Jusqu’au 27 avril, une interpellante exposition l’éclaire à Ottignies-LLN.
Le 24 avril 1915, les autorités ottomanes arrêtaient 600 notables et intellectuels arméniens à Constantinople. Une rafle géante qui marqua le début du génocide des Arméniens. En un an, 75 % des 2 millions d’Arméniens de l’Empire ottoman étaient assassinés de manière plus ou moins systématique Nonante-sept ans après, la Turquie officielle ne l’a toujours pas reconnu officiellement et l’heure n’est pas à la réconciliation. Certes, certaines autorités turques ne nient plus la réalité des massacres mais continuent à ne pas admettre les visées réelles de leurs prédécesseurs au début du siècle dernier. Afin de commencer à jeter les germes d’une vraie reconnaissance historique et morale, il est important de mieux connaître ce génocide-là aussi. Et donc d’y sensibiliser jeunes et moins jeunes.

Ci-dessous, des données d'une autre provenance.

use folio_contact::sanitize_input;

#[test]
fn test_escapes_markup() {
    assert_eq!(sanitize_input("<script>"), "&lt;script&gt;");
    assert_eq!(sanitize_input("O'Brien & Co"), "O&#x27;Brien &amp; Co");
    assert_eq!(sanitize_input("say \"hi\""), "say &quot;hi&quot;");
}

#[test]
fn test_entities_are_not_re_escaped_within_one_pass() {
    assert_eq!(sanitize_input("<&>"), "&lt;&amp;&gt;");
}

#[test]
fn test_existing_entities_are_escaped_again() {
    assert_eq!(sanitize_input("&lt;"), "&amp;lt;");
}

#[test]
fn test_trims_and_handles_empty() {
    assert_eq!(sanitize_input("  hello \n"), "hello");
    assert_eq!(sanitize_input(""), "");
    assert_eq!(sanitize_input("   "), "");
}
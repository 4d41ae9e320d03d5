use folio_shared::{FORM_DRAFT_KEY, KeyValueStore, StoreError};
use serde::{Deserialize, Serialize};
use time::OffsetDateTime;

use crate::{ContactFormInput, iso_timestamp};

/// Unsent contact form contents saved for the visitor.
#[derive(Debug, Clone, Default, PartialEq, Eq, Serialize, Deserialize)]
pub struct Draft {
    #[serde(default)]
    pub name: String,
    #[serde(default)]
    pub email: String,
    #[serde(default)]
    pub subject: String,
    #[serde(default)]
    pub message: String,
    #[serde(rename = "savedAt", default)]
    pub saved_at: String,
}

impl Draft {
    pub fn new(input: &ContactFormInput, at: OffsetDateTime) -> Self {
        Self {
            name: input.name.to_owned(),
            email: input.email.to_owned(),
            subject: input.subject.to_owned(),
            message: input.message.to_owned(),
            saved_at: iso_timestamp(at),
        }
    }

    pub fn input(&self) -> ContactFormInput {
        ContactFormInput {
            name: self.name.to_owned(),
            email: self.email.to_owned(),
            subject: self.subject.to_owned(),
            message: self.message.to_owned(),
        }
    }
}

#[derive(Debug, thiserror::Error)]
pub enum DraftError {
    #[error("{0}")]
    Store(#[from] StoreError),

    #[error("corrupt draft: {0}")]
    Corrupt(#[from] serde_json::Error),
}

/// Overwrites the stored draft. Storage failures are logged and dropped.
pub async fn save_draft(store: &dyn KeyValueStore, input: &ContactFormInput) {
    let draft = Draft::new(input, OffsetDateTime::now_utc());

    let value = match serde_json::to_string(&draft) {
        Ok(value) => value,
        Err(err) => {
            tracing::warn!(error = %err, "failed to encode draft");
            return;
        }
    };

    if let Err(err) = store.set(FORM_DRAFT_KEY, &value).await {
        tracing::warn!(error = %err, "failed to save draft");
    }
}

/// Reads the stored draft, telling an absent record apart from a corrupt one.
pub async fn try_load_draft(store: &dyn KeyValueStore) -> Result<Option<Draft>, DraftError> {
    let Some(value) = store.get(FORM_DRAFT_KEY).await? else {
        return Ok(None);
    };

    if value.is_empty() {
        return Ok(None);
    }

    Ok(Some(serde_json::from_str(&value)?))
}

/// Reads the stored draft; unreadable and corrupt records count as absent.
pub async fn load_draft(store: &dyn KeyValueStore) -> Option<Draft> {
    match try_load_draft(store).await {
        Ok(draft) => draft,
        Err(err) => {
            tracing::warn!(error = %err, "ignoring stored draft");
            None
        }
    }
}

pub async fn clear_draft(store: &dyn KeyValueStore) {
    if let Err(err) = store.remove(FORM_DRAFT_KEY).await {
        tracing::warn!(error = %err, "failed to clear draft");
    }
}
use sea_query::{ColumnDef, Table, TableCreateStatement, TableDropStatement};

use crate::table::KvStore;

pub struct CreateTable;

fn create_table() -> TableCreateStatement {
    Table::create()
        .table(KvStore::Table)
        .col(
            ColumnDef::new(KvStore::Key)
                .string()
                .not_null()
                .string_len(128)
                .primary_key(),
        )
        .col(ColumnDef::new(KvStore::Value).text().not_null())
        .col(ColumnDef::new(KvStore::UpdatedAt).big_integer().not_null())
        .to_owned()
}

fn drop_table() -> TableDropStatement {
    Table::drop().table(KvStore::Table).to_owned()
}

#[async_trait::async_trait]
impl sqlx_migrator::Operation<sqlx::Sqlite> for CreateTable {
    async fn up(
        &self,
        connection: &mut sqlx::SqliteConnection,
    ) -> Result<(), sqlx_migrator::Error> {
        let statement = create_table().to_string(sea_query::SqliteQueryBuilder);
        sqlx::query(&statement).execute(connection).await?;

        Ok(())
    }

    async fn down(
        &self,
        connection: &mut sqlx::SqliteConnection,
    ) -> Result<(), sqlx_migrator::Error> {
        let statement = drop_table().to_string(sea_query::SqliteQueryBuilder);
        sqlx::query(&statement).execute(connection).await?;

        Ok(())
    }
}
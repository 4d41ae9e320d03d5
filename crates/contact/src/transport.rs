use std::time::Duration;

use async_trait::async_trait;
use folio_shared::TransportError;
use serde::Serialize;
use time::OffsetDateTime;

use crate::{SanitizedSubmission, iso_timestamp};

/// Latency of [`SimulatedTransport`] when nothing else is configured.
pub const DEFAULT_SUBMIT_LATENCY: Duration = Duration::from_millis(1500);

#[derive(Debug, Clone, PartialEq, Eq, Serialize)]
pub struct Ack {
    pub accepted_at: String,
}

/// Delivers a sanitized submission somewhere.
#[async_trait]
pub trait Transport: Send + Sync {
    async fn submit(&self, payload: &SanitizedSubmission) -> Result<Ack, TransportError>;
}

/// Accepts every submission after a fixed delay. No I/O happens.
#[derive(Debug, Clone)]
pub struct SimulatedTransport {
    latency: Duration,
}

impl SimulatedTransport {
    pub fn new(latency: Duration) -> Self {
        Self { latency }
    }
}

impl Default for SimulatedTransport {
    fn default() -> Self {
        Self::new(DEFAULT_SUBMIT_LATENCY)
    }
}

#[async_trait]
impl Transport for SimulatedTransport {
    async fn submit(&self, payload: &SanitizedSubmission) -> Result<Ack, TransportError> {
        tracing::debug!(
            latency_ms = self.latency.as_millis() as u64,
            timestamp = %payload.timestamp,
            "simulating contact submission"
        );

        tokio::time::sleep(self.latency).await;

        Ok(Ack {
            accepted_at: iso_timestamp(OffsetDateTime::now_utc()),
        })
    }
}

C’est l’objet d’une décade citoyenne qui a démarré à Ottignies-Louvain-la-Neuve avec une exposition interpellante et une série d’animations avec la participation de diverses personnalités dont l’écrivain Pierre Mertens, l’ancien recteur de l’UCL Bernard Coulie, grand expert de l’Arménie, le colonel Marchal, commandant de la mission de l’Onu au Rwanda en 1994 et bien d’autres encore. Dans ce contexte aussi, le centre d’éducation à la citoyenneté "La haine, je dis non" du Centre communautaire laïc juif présente une exposition qui remet le génocide de 1915 en perspective face aux trois autres génocides du XXe siècle : celui, encore plus méconnu de la tribu des Hereros par les Allemands en Namibie en 1904, et bien entendu la Shoah et le génocide rwandais. Son approche est résolument interactive puisqu’elle est basée sur la transmission et le dialogue entre les générations. L’objectif étant de réfléchir et d’envisager ensemble comment chacun peut participer à prévenir de tels crimes contre les hommes, aujourd’hui et demain. Quelque 28 panneaux rappellent la définition du mot "génocide" tout en retraçant l’histoire du peuple arménien et en abordant la question du négationnisme. Après leur prise du pouvoir en 1908, les Jeunes Turcs prônèrent un nationalisme radical qui prévoyait de réunir tous les Turcs du Moyen-Orient voire d’Asie mais les Arméniens constituaient un obstacle majeur à ce projet nationaliste. Et la Première Guerre n’arrangea rien
Une utile approche historique mais l’exposition vaut aussi le détour parce qu’elle évoque le vécu de survivants. Des passeurs de mémoires retracent le parcours de leur famille dans cet événement tragique et ce n’est pas un hasard si on y retrouve Antranig Zarmanian qui a eu l’idée de faire venir l’expo en Brabant wallon et qui propose du reste sur place le récit du génocide tel qu’il a été vécu par son père.
En soi, une histoire tout sauf banale : Dikran Zarmanian avait commencé à rédiger ce qu’il avait vécu de manière épisodique pendant les anées 20 avant qu’une revue arméno-américaine ne lui demande de les publier en 1953.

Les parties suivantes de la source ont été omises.